It appears to me, that according to my dwindling comment numbers, I’m on a slippery slide into obscurity. While I don’t obsess over how many sick perverted people loyal friends are reading the Dingo, I can’t help but wonder what I’m doing wrong. And then it hit me like a concrete truck!! For some reason, reading the Dingo is viewed by many as a bloodsport, and frankly there hasn’t been enough blood lately.

So for all of you who derive schadefreude-like pleasure from my misfortunes, here’s the story of the time I actually did get hit by a concrete truck…

It was around 1974, when I naively accepted a job in the middle of nowhere. I say naively, because at the tender age of twenty, I chose to go live and work at a place eight hours drive from home, that I’d never even heard of before, and take charge of a crew of twelve electricians and labours working on the installation of the equipment used in the operation of a newly constructed abattoir, plus of course all the light power for the buildings themselves.

This may not have been so hard if it wasn’t for that one small detail they failed to mention…the guy who had been in charge for the past year was still there and thought he was still in charge, which led to some uncomfortable moments. But being young and stupid, I eventually prevailed. Plus, I was fully qualified and he wasn’t, so there was no way he could have gotten the installation signed off anyway.

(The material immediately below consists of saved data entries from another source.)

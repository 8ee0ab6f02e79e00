//! Provenance attached to exported artifacts.
//!
//! The core never interprets these values; they are labels carried into
//! the log next to the mesh reports.

use std::fmt;
use std::path::{Path, PathBuf};

use serde::{Serialize, Serializer};
use serde_json::Value;

use crate::error::IoResult;

/// Output locations for one part: `<dir>/<part_id>.stl` and
/// `<dir>/<part_id>.txt`.
#[derive(Debug, Clone, PartialEq, Eq, Serialize)]
pub struct ArtifactPaths {
    /// Mesh file.
    #[serde(rename = "mesh_path")]
    pub mesh: PathBuf,
    /// Log file.
    #[serde(rename = "log_path")]
    pub log: PathBuf,
}

impl ArtifactPaths {
    /// Derive both paths from a directory and part identifier.
    ///
    /// ```
    /// use mesh_io::ArtifactPaths;
    /// use std::path::Path;
    ///
    /// let paths = ArtifactPaths::new("out", "221014-3fa-9c");
    /// assert_eq!(paths.mesh, Path::new("out/221014-3fa-9c.stl"));
    /// assert_eq!(paths.log, Path::new("out/221014-3fa-9c.txt"));
    /// ```
    #[must_use]
    pub fn new(save_dir: impl AsRef<Path>, part_id: &str) -> Self {
        let base = save_dir.as_ref().join(part_id);
        let with = |ext: &str| {
            let mut name = base.as_os_str().to_os_string();
            name.push(ext);
            PathBuf::from(name)
        };
        Self {
            mesh: with(".stl"),
            log: with(".txt"),
        }
    }

    /// The mesh path without its extension, as taken by
    /// [`export_stl`](crate::export_stl).
    #[must_use]
    pub fn mesh_base(&self) -> PathBuf {
        self.mesh.with_extension("")
    }
}

/// Build and release date of a host application.
#[derive(Debug, Clone, PartialEq, Eq, Serialize)]
pub struct SoftwareVersion {
    /// Application name.
    pub name: String,
    /// Build string.
    pub build: String,
    /// Release date.
    pub date: String,
}

/// A named, versioned library in use.
#[derive(Debug, Clone, PartialEq, Eq)]
pub struct Library {
    /// Library name.
    pub name: String,
    /// Version string.
    pub version: String,
}

impl Library {
    /// Create a library entry.
    #[must_use]
    pub fn new(name: impl Into<String>, version: impl Into<String>) -> Self {
        Self {
            name: name.into(),
            version: version.into(),
        }
    }
}

impl fmt::Display for Library {
    fn fmt(&self, f: &mut fmt::Formatter<'_>) -> fmt::Result {
        write!(f, "{} {}", self.name, self.version)
    }
}

impl Serialize for Library {
    fn serialize<S: Serializer>(&self, serializer: S) -> Result<S::Ok, S::Error> {
        serializer.collect_str(self)
    }
}

/// Identity and environment of one generated part.
#[derive(Debug, Clone, PartialEq, Eq, Serialize)]
pub struct ArtifactMetadata {
    /// Caller-supplied unique identifier.
    pub part_id: String,
    /// UTC timestamp of the computation, e.g. `2022-01-24T10:31:05`.
    pub date_utc: String,
    /// Where the artifacts are written.
    #[serde(flatten)]
    pub paths: Option<ArtifactPaths>,
    /// Definition that produced the part, relative to the project directory.
    #[serde(skip_serializing_if = "Option::is_none")]
    pub definition: Option<String>,
    /// Document length unit, e.g. `millimeter`.
    pub base_unit: String,
    /// Device identifier.
    #[serde(skip_serializing_if = "Option::is_none")]
    pub device: Option<String>,
    /// Host application versions.
    pub host_versions: Vec<SoftwareVersion>,
    /// Built-in libraries, rendered as `"Name Version"`.
    #[serde(rename = "core_dependencies")]
    pub core_libraries: Vec<Library>,
    /// Add-on libraries, rendered as `"Name Version"`.
    #[serde(rename = "addon_dependencies")]
    pub addon_libraries: Vec<Library>,
}

impl ArtifactMetadata {
    /// Metadata with an identifier, timestamp and unit; everything else empty.
    #[must_use]
    pub fn new(
        part_id: impl Into<String>,
        date_utc: impl Into<String>,
        base_unit: impl Into<String>,
    ) -> Self {
        Self {
            part_id: part_id.into(),
            date_utc: date_utc.into(),
            paths: None,
            definition: None,
            base_unit: base_unit.into(),
            device: None,
            host_versions: Vec::new(),
            core_libraries: Vec::new(),
            addon_libraries: Vec::new(),
        }
    }

    /// Derive artifact paths from `save_dir` and the part id.
    #[must_use]
    pub fn with_save_dir(mut self, save_dir: impl AsRef<Path>) -> Self {
        self.paths = Some(ArtifactPaths::new(save_dir, &self.part_id));
        self
    }

    /// Record the producing definition, relative to `project_dir` when it
    /// lies inside it.
    #[must_use]
    pub fn with_definition(mut self, definition: &Path, project_dir: Option<&Path>) -> Self {
        let shown = project_dir
            .and_then(|dir| definition.strip_prefix(dir).ok())
            .unwrap_or(definition);
        self.definition = Some(shown.display().to_string());
        self
    }

    /// Record the device identifier.
    #[must_use]
    pub fn with_device(mut self, device: impl Into<String>) -> Self {
        self.device = Some(device.into());
        self
    }

    /// Add a host application version.
    #[must_use]
    pub fn with_host_version(mut self, version: SoftwareVersion) -> Self {
        self.host_versions.push(version);
        self
    }

    /// Add a library, sorted into core or add-on.
    #[must_use]
    pub fn with_library(mut self, library: Library, core: bool) -> Self {
        let list = if core {
            &mut self.core_libraries
        } else {
            &mut self.addon_libraries
        };
        if !list.contains(&library) {
            list.push(library);
        }
        self
    }

    /// The metadata as a flat JSON record, ready for
    /// [`merge_records`](crate::merge_records).
    ///
    /// # Errors
    ///
    /// Returns [`IoError::Json`](crate::IoError::Json) if serialization fails.
    pub fn to_record(&self) -> IoResult<Value> {
        Ok(serde_json::to_value(self)?)
    }
}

Oh, I forgot to mention, initially I didn’t have a car as I’d just returned from New Zealand where I’d been for six months or so (now that’s a story of misadventure for another time!), but eventually I bought a ’62 EJ Holden Station Wagon that had a good body but a crook engine…

Ej_holden

and a ’60 FB Sedan with a good engine but a crook body…

Fb_holden

and then swapped the engines all by myself and ended up with a car that had a crook body and a crook engine.

The whole process was pretty interesting; I borrowed a block and tackle and fixed it to a beam under the slaughter floor, undid all the mounting bolts and any crap attached to the motor of the EJ, then just pulled it out of the housing leaving me with a good body but no engine in the EJ. Next I did the same thing to the FB leaving me with a good engine hanging from the block and tackle, I then pushed the FB out of the way and pushed the EJ under the motor which was still hanging from the beam. Then I just lowered it into the EJ and hooked everything back up and presto! The only thing that threw me was that the clutches were different, the EJ was hydraulic while the FB was mechanical/hydraulic which meant I had to reroute the hydraulic line. Now that I see it written down for the first time, I can’t believe I actually did it, knowing as little as I do about cars!

Hmm, I have a feelling that last paragraph will have some of you scratching your heads and saying "WTF?", and frankly I don’t blame you, after all I’m not only the one who wrote it, but I’m also the one who actually did it, and I am totally fucking confused! So here’s the Cliff notes…Bought two cars, took the good engine out of one and put it in the other one.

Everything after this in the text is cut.